> **Goal of the exercise**
Look below for the lines from the one with "Stepper DDA Example" to the one with "SLOT.publish(seg);", and copy exactly those lines, both ends included.

> **Data supplied**
::::::::::
#![no_std]
#![no_main]

use defmt_rtt as _;
use panic_probe as _;
use stepper::{DdaEngine, MotorSegment, PreparedSegment, SegmentSlot, StepperBackend};

struct LoggingBackend;

impl StepperBackend for LoggingBackend {
    fn set_period(&mut self, ticks: u32) {
        defmt::info!("TIMER: period set to {} ticks", ticks);
    }
    fn load_segment(&mut self, segment: &PreparedSegment) {
        defmt::info!("LOAD: active_mask={:08b}", segment.active_mask);
    }
    fn motor_enable(&mut self, motor: usize, enabled: bool) {
        defmt::info!("MOTOR {}: enable={}", motor, enabled);
    }
    fn motor_direction(&mut self, motor: usize, forward: bool) {
        defmt::info!("MOTOR {}: direction forward={}", motor, forward);
    }
    fn step_pulse(&mut self, motor: usize) {
        defmt::info!("MOTOR {}: step", motor);
    }
}

static SLOT: SegmentSlot = SegmentSlot::new();

#[cortex_m_rt::entry]
fn main() -> ! {
    defmt::info!("--- Stepper DDA Example ---");

    let mut engine = DdaEngine::<2>::new();
    let mut backend = LoggingBackend;

    let mut seg = PreparedSegment::default();
    seg.motors[0] = MotorSegment {
        substep_increment: 100,
        ticks: 5,
    };
    seg.motors[1] = MotorSegment {
        substep_increment: 60,
        ticks: 3,
    };
    seg.active_mask = 0b11;
    seg.direction_mask = 0b01;
    SLOT.publish(seg);

    for _ in 0..10 {
        engine.on_tick(&SLOT, &mut backend);
    }

    defmt::info!("--- Emergency stop ---");
    engine.emergency_stop(&mut backend);

    loop {
        cortex_m::asm::wfi();
    }
}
::::::::::
> **Written response**
    defmt::info!("--- Stepper DDA Example ---");

    let mut engine = DdaEngine::<2>::new();
    let mut backend = LoggingBackend;

    let mut seg = PreparedSegment::default();
    seg.motors[0] = MotorSegment {
        substep_increment: 100,
        ticks: 5,
    };
    seg.motors[1] = MotorSegment {
        substep_increment: 60,
        ticks: 3,
    };
    seg.active_mask = 0b11;
    seg.direction_mask = 0b01;
    SLOT.publish(seg);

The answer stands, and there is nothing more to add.